# DESCRIPTION OF THE TASK
Scan the entries below. List each line with "InvocationResult".

# THE INPUT
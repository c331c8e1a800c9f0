//! Join points and the per-method interception adapter
//!
//! A [`JoinPointAdapter`] binds one around-advice to one overridden method.
//! Every call on the proxy builds a fresh [`JoinPoint`] carrying the
//! receiver, the signature, the arguments and a continuation to the original
//! body. The original body always runs with the proxy as its receiver, so
//! calls it makes on `self` go back through the proxy's vtable.

use std::fmt;
use std::sync::Arc;

use crate::error::{InvocationError, InvocationResult};
use crate::model::{check_arguments, Class, ClassId, MethodFn, MethodInfo, Object, ParameterInfo, TypeInfo, Value};

use super::AroundFn;

/// Signature of an intercepted method
#[derive(Debug, Clone)]
pub struct MethodSignature {
    /// Method name
    pub name: String,
    /// Class that declares the method
    pub declaring_class: ClassId,
    /// Declaring class name
    pub declaring_class_name: String,
    /// Parameters in declaration order
    pub parameters: Vec<ParameterInfo>,
    /// Return type
    pub return_type: TypeInfo,
}

impl MethodSignature {
    /// Build from method metadata
    pub fn from_method(method: &MethodInfo, class: &Class) -> Self {
        Self {
            name: method.name.clone(),
            declaring_class: method.declaring_class,
            declaring_class_name: class.name().to_string(),
            parameters: method.parameters.clone(),
            return_type: method.return_type.clone(),
        }
    }

    /// Parameter types in declaration order
    pub fn parameter_types(&self) -> Vec<TypeInfo> {
        self.parameters.iter().map(|p| p.type_info.clone()).collect()
    }

    /// Parameter names in declaration order
    pub fn parameter_names(&self) -> Vec<&str> {
        self.parameters.iter().map(|p| p.name.as_str()).collect()
    }

    /// `Signature(name=..., parameters=[...])`
    pub fn to_short_string(&self) -> String {
        format!(
            "Signature(name={}, parameters={:?})",
            self.name,
            self.parameter_names()
        )
    }
}

/// Context of one intercepted call
pub struct JoinPoint {
    receiver: Object,
    signature: Arc<MethodSignature>,
    args: Vec<Value>,
    original: MethodFn,
}

impl JoinPoint {
    pub(crate) fn new(
        receiver: Object,
        signature: Arc<MethodSignature>,
        args: Vec<Value>,
        original: MethodFn,
    ) -> Self {
        Self {
            receiver,
            signature,
            args,
            original,
        }
    }

    /// The proxy instance the call was made on
    pub fn this(&self) -> &Object {
        &self.receiver
    }

    /// Signature of the intercepted method
    pub fn signature(&self) -> &MethodSignature {
        &self.signature
    }

    /// Arguments the call received
    pub fn args(&self) -> &[Value] {
        &self.args
    }

    /// Run the original body with the original arguments
    pub fn proceed(&self) -> InvocationResult<Value> {
        (self.original)(&self.receiver, &self.args)
    }

    /// Run the original body with replacement arguments
    ///
    /// Arguments must match the parameter count and be assignable to the
    /// parameter types.
    pub fn proceed_with(&self, args: Vec<Value>) -> InvocationResult<Value> {
        check_arguments(&self.signature.parameters, &args).map_err(|reason| {
            InvocationError::IllegalArgument {
                method: self.signature.name.clone(),
                reason,
            }
        })?;
        (self.original)(&self.receiver, &args)
    }

    /// `JoinPoint(target=...)`
    pub fn to_short_string(&self) -> String {
        format!("JoinPoint(target={})", self.signature.name)
    }
}

impl fmt::Debug for JoinPoint {
    fn fmt(&self, f: &mut fmt::Formatter<'_>) -> fmt::Result {
        f.debug_struct("JoinPoint")
            .field("receiver", &self.receiver.id())
            .field("signature", &self.signature.to_short_string())
            .field("args", &self.args)
            .finish()
    }
}

impl fmt::Display for JoinPoint {
    fn fmt(&self, f: &mut fmt::Formatter<'_>) -> fmt::Result {
        f.write_str(&self.to_short_string())
    }
}

/// Binds one around-advice to one overridden method
#[derive(Clone)]
pub struct JoinPointAdapter {
    advice: AroundFn,
    signature: Arc<MethodSignature>,
    original: MethodFn,
}

impl JoinPointAdapter {
    /// Bind `advice` in front of `original`
    pub fn new(advice: AroundFn, signature: Arc<MethodSignature>, original: MethodFn) -> Self {
        Self {
            advice,
            signature,
            original,
        }
    }

    /// Handle one call: build the join point and hand it to the advice
    pub fn invoke(&self, receiver: &Object, args: &[Value]) -> InvocationResult<Value> {
        let join_point = JoinPoint::new(
            receiver.clone(),
            Arc::clone(&self.signature),
            args.to_vec(),
            Arc::clone(&self.original),
        );
        (self.advice)(&join_point)
    }

    /// Turn the adapter into a vtable entry
    pub fn into_method(self) -> MethodFn {
        Arc::new(move |receiver, args| self.invoke(receiver, args))
    }
}

impl fmt::Debug for JoinPointAdapter {
    fn fmt(&self, f: &mut fmt::Formatter<'_>) -> fmt::Result {
        f.debug_struct("JoinPointAdapter")
            .field("signature", &self.signature.to_short_string())
            .finish()
    }
}

#[cfg(test)]
mod tests {
    use super::*;
    use crate::model::{ClassBuilder, MethodDefinition};
    use std::sync::atomic::{AtomicUsize, Ordering};

    fn adder() -> Arc<Class> {
        ClassBuilder::new("Adder")
            .method(
                MethodDefinition::new("add", |_, args| {
                    let a = args[0].as_int().unwrap_or(0);
                    let b = args[1].as_int().unwrap_or(0);
                    Ok(Value::from(a + b))
                })
                .param("a", TypeInfo::int())
                .param("b", TypeInfo::int())
                .returns(TypeInfo::int()),
            )
            .build()
    }

    fn adapter_for(class: &Arc<Class>, advice: AroundFn) -> JoinPointAdapter {
        let method = class.method("add").unwrap();
        let original = Arc::clone(class.vtable().get(method.slot).unwrap());
        JoinPointAdapter::new(
            advice,
            Arc::new(MethodSignature::from_method(method, class)),
            original,
        )
    }

    #[test]
    fn test_proceed_matches_direct_call() {
        let class = adder();
        let obj = Object::allocate(&class);
        let adapter = adapter_for(&class, Arc::new(|jp: &JoinPoint| jp.proceed()));

        let args = [Value::from(2), Value::from(3)];
        assert_eq!(
            adapter.invoke(&obj, &args).unwrap(),
            obj.invoke("add", &args).unwrap()
        );
    }

    #[test]
    fn test_proceed_with_substituted_args() {
        let class = adder();
        let obj = Object::allocate(&class);
        let adapter = adapter_for(
            &class,
            Arc::new(|jp: &JoinPoint| jp.proceed_with(vec![Value::from(10), Value::from(20)])),
        );

        assert_eq!(
            adapter.invoke(&obj, &[Value::from(1), Value::from(1)]).unwrap(),
            Value::from(30)
        );
    }

    #[test]
    fn test_proceed_with_rejects_bad_args() {
        let class = adder();
        let obj = Object::allocate(&class);
        let adapter = adapter_for(
            &class,
            Arc::new(|jp: &JoinPoint| jp.proceed_with(vec![Value::from("x"), Value::from(1)])),
        );

        assert!(matches!(
            adapter.invoke(&obj, &[Value::from(1), Value::from(1)]),
            Err(InvocationError::IllegalArgument { .. })
        ));
    }

    #[test]
    fn test_advice_may_proceed_many_times() {
        let class = adder();
        let obj = Object::allocate(&class);
        let calls = Arc::new(AtomicUsize::new(0));
        let counter = Arc::clone(&calls);
        let adapter = adapter_for(
            &class,
            Arc::new(move |jp: &JoinPoint| {
                let mut last = Value::Null;
                for _ in 0..3 {
                    counter.fetch_add(1, Ordering::SeqCst);
                    last = jp.proceed()?;
                }
                Ok(last)
            }),
        );

        assert_eq!(
            adapter.invoke(&obj, &[Value::from(1), Value::from(2)]).unwrap(),
            Value::from(3)
        );
        assert_eq!(calls.load(Ordering::SeqCst), 3);
    }

    #[test]
    fn test_advice_error_propagates() {
        let class = adder();
        let obj = Object::allocate(&class);
        let adapter = adapter_for(
            &class,
            Arc::new(|_: &JoinPoint| Err(InvocationError::thrown("boom"))),
        );

        match adapter.invoke(&obj, &[Value::from(1), Value::from(2)]) {
            Err(InvocationError::Thrown(v)) => assert_eq!(v, Value::from("boom")),
            other => panic!("unexpected result: {:?}", other),
        }
    }

    #[test]
    fn test_join_point_exposes_context() {
        let class = adder();
        let obj = Object::allocate(&class);
        let expected_id = obj.id();
        let adapter = adapter_for(
            &class,
            Arc::new(move |jp: &JoinPoint| {
                assert_eq!(jp.this().id(), expected_id);
                assert_eq!(jp.signature().name, "add");
                assert_eq!(jp.signature().parameter_names(), vec!["a", "b"]);
                assert_eq!(jp.signature().return_type, TypeInfo::int());
                assert_eq!(jp.args().len(), 2);
                Ok(Value::from(jp.to_short_string()))
            }),
        );

        assert_eq!(
            adapter.invoke(&obj, &[Value::from(1), Value::from(2)]).unwrap(),
            Value::from("JoinPoint(target=add)")
        );
    }
}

# EXPECTED OUTPUT
use crate::error::{InvocationError, InvocationResult};
    pub fn proceed(&self) -> InvocationResult<Value> {
    pub fn proceed_with(&self, args: Vec<Value>) -> InvocationResult<Value> {
    pub fn invoke(&self, receiver: &Object, args: &[Value]) -> InvocationResult<Value> {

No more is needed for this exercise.